あなたは誰かを救う、そんな仕事をしたいと言った。自分を救えない者が、自分に勝てない奴が、誰かを救う事が出来る?」
グレイシアの言葉、零羅にはきついだろうな。本来ならば、彼女にかけてあげるべき言葉は慰めの言葉の一つや二つだろう。だけどグレイシアは違う最も突かれてほしくない所を突く。俺にもそうだった。だけど言っていることは正しい。俺が思うのはこの中でいちばん優しい心を持っているのはグレイシアだ。優しいからこそ厳しく接することが出来る。
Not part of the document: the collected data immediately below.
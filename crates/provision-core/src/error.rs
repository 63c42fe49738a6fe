use thiserror::Error;

use crate::types::{OperationId, OperationStatus, ResourceId, ResourceType};

#[derive(Debug, Error)]
pub enum ProvisionError {
    #[error("resource not found: {0}")]
    InvalidResource(ResourceId),

    #[error("resource {0} is deleted: only delete operations may be scheduled")]
    ResourceDeleted(ResourceId),

    #[error("operation not found: {0}")]
    OperationNotFound(OperationId),

    #[error("precondition failed for operation {op_id}: {reason}")]
    PreconditionFailed { op_id: OperationId, reason: String },

    #[error("concurrent modification of operation {op_id}: expected version {expected}, found {actual}")]
    ConcurrencyConflict {
        op_id: OperationId,
        expected: u64,
        actual: u64,
    },

    #[error("invalid transition for operation {op_id} from {from} to {to}")]
    InvalidTransition {
        op_id: OperationId,
        from: OperationStatus,
        to: OperationStatus,
    },

    #[error("invalid payload: {0}")]
    InvalidPayload(String),

    #[error("resource group {group_id} is missing mandatory resource types: {}", join_types(missing))]
    MissingResourceType {
        group_id: ResourceId,
        missing: Vec<ResourceType>,
    },

    #[error(
        "hard stop: create operation {operation_id} for {resource_type} {resource_id} is abandoned and needs manual intervention"
    )]
    HardStop {
        resource_id: ResourceId,
        resource_type: ResourceType,
        operation_id: OperationId,
    },

    #[error("nothing to reschedule in resource group {0}")]
    NothingToReschedule(ResourceId),

    #[error("no retryable operation for resource {0}")]
    NothingToRetry(ResourceId),

    #[error("no driver registered for resource type {0}")]
    DriverNotFound(ResourceType),

    #[error("queue message not found: {0}")]
    MessageNotFound(uuid::Uuid),

    #[error("lease lost for queue message {0}: it was redelivered")]
    LeaseLost(uuid::Uuid),

    #[error("storage error: {0}")]
    Storage(String),

    #[error(transparent)]
    Io(#[from] std::io::Error),

    #[error(transparent)]
    Yaml(#[from] serde_yaml::Error),

    #[error(transparent)]
    Json(#[from] serde_json::Error),
}

impl ProvisionError {
    /// Errors that mean another actor got there first; callers skip and rely
    /// on redelivery.
    pub fn is_conflict(&self) -> bool {
        matches!(
            self,
            ProvisionError::PreconditionFailed { .. } | ProvisionError::ConcurrencyConflict { .. }
        )
    }
}

fn join_types(types: &[ResourceType]) -> String {
    types
        .iter()
        .map(|t| t.as_str())
        .collect::<Vec<_>>()
        .join(", ")
}

/// Maps a redb error (or any displayable storage error) into `ProvisionError::Storage`.
pub(crate) fn storage<E: std::fmt::Display>(e: E) -> ProvisionError {
    ProvisionError::Storage(e.to_string())
}

pub type Result<T> = std::result::Result<T, ProvisionError>;
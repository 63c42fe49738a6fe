//! Entry points callers use to record resources and operations and hand
//! batches to the queue.

use std::collections::HashSet;
use std::sync::Arc;

use tracing::{info, instrument};

use crate::error::{ProvisionError, Result};
use crate::operation::{NewOperation, Operation};
use crate::payload::OperationPayload;
use crate::queue::{Batch, ProvisioningQueue};
use crate::resource::Resource;
use crate::store::OperationStore;
use crate::types::{OperationId, OperationKind, ResourceId};

#[derive(Clone)]
pub struct Scheduler {
    store: Arc<dyn OperationStore>,
    queue: Arc<dyn ProvisioningQueue>,
}

impl Scheduler {
    pub fn new(store: Arc<dyn OperationStore>, queue: Arc<dyn ProvisioningQueue>) -> Self {
        Self { store, queue }
    }

    pub fn create_resource(&self, resource: Resource) -> Result<Resource> {
        let resource = self.store.create_resource(resource)?;
        info!(
            resource_id = %resource.id,
            resource_type = %resource.resource_type,
            name = %resource.name,
            "created resource"
        );
        Ok(resource)
    }

    /// Validate a raw JSON payload for `kind` and record a `NotStarted` operation.
    pub fn schedule_operation(
        &self,
        resource_id: ResourceId,
        kind: OperationKind,
        raw_payload: serde_json::Value,
        depends_on: Option<OperationId>,
        description: Option<String>,
    ) -> Result<Operation> {
        let payload = OperationPayload::parse(kind, raw_payload)?;
        let mut new = NewOperation::new(resource_id, payload);
        new.depends_on = depends_on;
        if let Some(description) = description {
            new = new.describe(description);
        }
        self.schedule(new)
    }

    pub fn schedule(&self, new: NewOperation) -> Result<Operation> {
        new.payload.validate()?;
        let op = self.store.create_operation(new)?;
        info!(
            op_id = %op.id,
            resource_id = %op.resource_id,
            kind = %op.kind,
            depends_on = ?op.depends_on,
            "scheduled operation"
        );
        Ok(op)
    }

    /// Put operations on the queue as one batch, predecessors first.
    #[instrument(skip(self, ops), fields(ops = ops.len()))]
    pub fn enqueue_batch(&self, ops: &[OperationId], description: &str) -> Result<Batch> {
        if ops.is_empty() {
            return Err(ProvisionError::InvalidPayload(
                "a batch needs at least one operation".to_string(),
            ));
        }
        let mut loaded = Vec::with_capacity(ops.len());
        for id in ops {
            loaded.push(self.store.get_operation(*id)?);
        }
        let batch = Batch::new(linearize(&loaded), description);
        self.store.assign_batch(&batch.operations, batch.id)?;
        let message_id = self.queue.enqueue(&batch, None)?;
        info!(batch_id = %batch.id, %message_id, "enqueued batch");
        Ok(batch)
    }
}

/// Order operations so that any predecessor inside the set comes before its
/// dependents. Otherwise the given order is kept; duplicates are dropped.
///
/// Dependencies always point at operations that existed when the dependent
/// was created, so the graph has no cycles.
pub fn linearize(ops: &[Operation]) -> Vec<OperationId> {
    let mut remaining: Vec<&Operation> = Vec::with_capacity(ops.len());
    let mut seen = HashSet::new();
    for op in ops {
        if seen.insert(op.id) {
            remaining.push(op);
        }
    }

    let mut pending: HashSet<OperationId> = remaining.iter().map(|op| op.id).collect();
    let mut ordered = Vec::with_capacity(remaining.len());
    while !remaining.is_empty() {
        let before = remaining.len();
        remaining.retain(|op| {
            let blocked = op.depends_on.is_some_and(|dep| pending.contains(&dep));
            if !blocked {
                pending.remove(&op.id);
                ordered.push(op.id);
            }
            blocked
        });
        if remaining.len() == before {
            // Unreachable for store-created operations; keep the rest as given.
            ordered.extend(remaining.iter().map(|op| op.id));
            break;
        }
    }
    ordered
}

#[cfg(test)]
mod tests {
    use super::*;
    use crate::queue::RedbQueue;
    use crate::store::RedbStore;
    use crate::types::{OperationStatus, ResourceType};
    use serde_json::json;
    use std::time::Duration;
    use tempfile::TempDir;

    fn setup() -> (TempDir, Arc<RedbStore>, Arc<RedbQueue>, Scheduler) {
        let dir = TempDir::new().unwrap();
        let store = Arc::new(RedbStore::open(&dir.path().join("store.redb"), 3).unwrap());
        let queue = Arc::new(
            RedbQueue::open(&dir.path().join("queue.redb"), Duration::from_secs(30)).unwrap(),
        );
        let scheduler = Scheduler::new(store.clone(), queue.clone());
        (dir, store, queue, scheduler)
    }

    #[test]
    fn schedule_operation_validates_payload() {
        let (_dir, _store, _queue, scheduler) = setup();
        let nsg = scheduler
            .create_resource(Resource::new(ResourceType::NetworkSecurityGroup, "nsg", "norwayeast"))
            .unwrap();
        let err = scheduler
            .schedule_operation(
                nsg.id,
                OperationKind::EnsureFirewallRules,
                json!({"rules": [{"name": "ssh", "priority": 5, "direction": "inbound", "source": "*"}]}),
                None,
                None,
            )
            .unwrap_err();
        assert!(matches!(err, ProvisionError::InvalidPayload(_)));

        let op = scheduler
            .schedule_operation(nsg.id, OperationKind::Create, json!({"settings": {"sku": "basic"}}), None, None)
            .unwrap();
        assert_eq!(op.status, OperationStatus::NotStarted);
        assert_eq!(op.kind, OperationKind::Create);
    }

    #[test]
    fn create_and_update_record_desired_state() {
        let (_dir, store, _queue, scheduler) = setup();
        let sa = scheduler
            .create_resource(Resource::new(ResourceType::StorageAccount, "sa", "norwayeast"))
            .unwrap();
        scheduler
            .schedule_operation(sa.id, OperationKind::Create, json!({"settings": {"sku": "lrs"}}), None, None)
            .unwrap();
        scheduler
            .schedule_operation(sa.id, OperationKind::Delete, json!({}), None, None)
            .unwrap();
        assert_eq!(store.get_resource(sa.id).unwrap().desired_state, json!({"sku": "lrs"}));
    }

    #[test]
    fn enqueue_batch_puts_predecessors_first() {
        let (_dir, store, queue, scheduler) = setup();
        let vnet = scheduler
            .create_resource(Resource::new(ResourceType::VirtualNetwork, "vnet", "norwayeast"))
            .unwrap();
        let create = scheduler
            .schedule_operation(vnet.id, OperationKind::Create, json!({}), None, None)
            .unwrap();
        let update = scheduler
            .schedule_operation(vnet.id, OperationKind::Update, json!({}), Some(create.id), None)
            .unwrap();

        let batch = scheduler
            .enqueue_batch(&[update.id, create.id], "vnet setup")
            .unwrap();
        assert_eq!(batch.operations, vec![create.id, update.id]);
        assert_eq!(store.get_operation(update.id).unwrap().batch_id, Some(batch.id));

        let delivery = queue.dequeue().unwrap().unwrap();
        assert_eq!(delivery.batch, batch);
    }

    #[test]
    fn enqueue_batch_rejects_empty_and_unknown() {
        let (_dir, _store, _queue, scheduler) = setup();
        assert!(matches!(
            scheduler.enqueue_batch(&[], "empty").unwrap_err(),
            ProvisionError::InvalidPayload(_)
        ));
        assert!(matches!(
            scheduler.enqueue_batch(&[OperationId::new()], "ghost").unwrap_err(),
            ProvisionError::OperationNotFound(_)
        ));
    }

    #[test]
    fn linearize_keeps_independent_order_and_drops_duplicates() {
        let (_dir, _store, _queue, scheduler) = setup();
        let a = scheduler
            .create_resource(Resource::new(ResourceType::StorageAccount, "sa", "norwayeast"))
            .unwrap();
        let b = scheduler
            .create_resource(Resource::new(ResourceType::Bastion, "bastion", "norwayeast"))
            .unwrap();
        let op_a = scheduler
            .schedule_operation(a.id, OperationKind::Create, json!({}), None, None)
            .unwrap();
        let op_b = scheduler
            .schedule_operation(b.id, OperationKind::Create, json!({}), None, None)
            .unwrap();
        let ids = linearize(&[op_b.clone(), op_a.clone(), op_b.clone()]);
        assert_eq!(ids, vec![op_b.id, op_a.id]);
    }
}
「レイラ、あなたは昔の私に少し似ている。誰も巻き込みたくない、誰も傷つけたくない。あなたはそう思ってる。だけどそれは逃げ、恐れて逃げ出しているだけ。こう考えることも出来るはずだよ。嫌いな自分を支配する。もう誰も巻き込ませないって
私はあなたを助けたいと思ってる。おせっかいかもしれないけど、私はあなたを放っておけない。だから私はあなたを助ける。傷つけられてもいい、私を踏み台にしてもいいから、レイラ、逃げずに戦って。私からの、お願い」
グレイシアは、零羅に手を差し伸べた。
「なんで...どうしてあなたはそこまでわたしにこだわるのですか!?わたしは助けられる必要はありません!!わたしのせいでみんなが傷つく所なんて見たくないんです!わたしに、わたしに構わないで下さい!!」
零羅は手を払いのけた。俺は少々頭に来た。
「それこそが逃げてるって事じゃないんスか?助けは必要ない?零羅、人って字は人が人を支えあって出来ているって言葉を知らないんスか?俺たちは人間だ。支えあって生きていくしかない。だから、俺は決めたッスよ。俺はあんたを支えるッス。それに困っている人がいるのなら助けたい、あんたが困ってるのなら俺は手伝うッスよ。なぁ麗沢」
「そうでござる、困った時はお互い様でござる。他人に頼るという事も人生において大事な事でござるよ」
結構いい事言うな、この野郎。
「そうだよ、私たちは仲間なんだから。それに医療関係者としても、あなたを放っておけない。精神病とかにに関してはあまり詳しくないけど、あなたのソレは、絶対に治して見せるわ」
シィズの言葉にみんな頷いた。みんな零羅の事を助けたい、そう思ってるんだな。
「みなさん...」
零羅は少し声を震わせて答えた。
「わ...わたしは、どうしたらいいの?分かりません、謝るべきなのか、感謝の言葉を言うべきなのか...分からない...です。みんなが傷つくかもしれないのに、みんなは私の為に?」
「うん」「あぁ」
「このわたしを、こんなわたしを、見捨てないでくれるの?」
俺たちは同時に頷いた。
「私たちは絶対に見捨てない。あなたも、みんなも」
「グレイシア...さん...」
零羅はうつむいて、自分の手を強く握った。
「わたしは、どうしたらいいの?...分からない、みんなに...何といえばいいか...どんな顔を向ければいいのか...分からない...です。分からないんです!」
「泣きたいのなら、泣けばいいよ」
零羅の質問にグレイシアは答えた。
「自分の感情に素直になればいい。自分の心を投げつければいい。私が、私たちが受け止めるから。怖がらないでいい。今は自分の感情に素直になっていい。今、何がしたいのか分からないのなら。なんでもいいからモヤモヤを吹き飛ばせることをすればいいの」
この言葉で、零羅はようやく自分を理解できたみたいだ。彼女から大粒の涙がこぼれ落ち始めた。
「いいの...?誰かに...頼っても...」
「いいよ」
グレイシアが返したこの言葉で、彼女の中で何かが切れたみたいだ。
「ん ぐ うわあああぁぁぁ!!」
零羅はグレイシアに飛びつき泣き叫んだ。
そうか、そうだったんだな。俺は泣きじゃくる彼女を見て初めて理解した。彼女は今まで、誰かに頼る事をしたくなかった、出来なかったんだ。頼る事は迷惑をかける、そう思い込んでいたんだ。だから彼女はいつも大人びた口調でいることにしてた。誰にも頼らない、大人であろうとしていたんだ。だけど彼女はどうあがいてもまだ子供だ。子供らしくしたい自分と、大人でなければいけない自分、彼女は常にその葛藤に悩んでいたんだろうな。だから今まですすり泣く事しかできなかったんだな。
これは神様が俺達に与えた試練なのか?何故、俺たちがこの世界に飛ばされたんだ?神様がいるのなら、教えてくれ。なんで俺たちだったんだ?俺はそんなことを考えたが、答えは誰も知らない。三上ですら、そんなことは知らないだろう。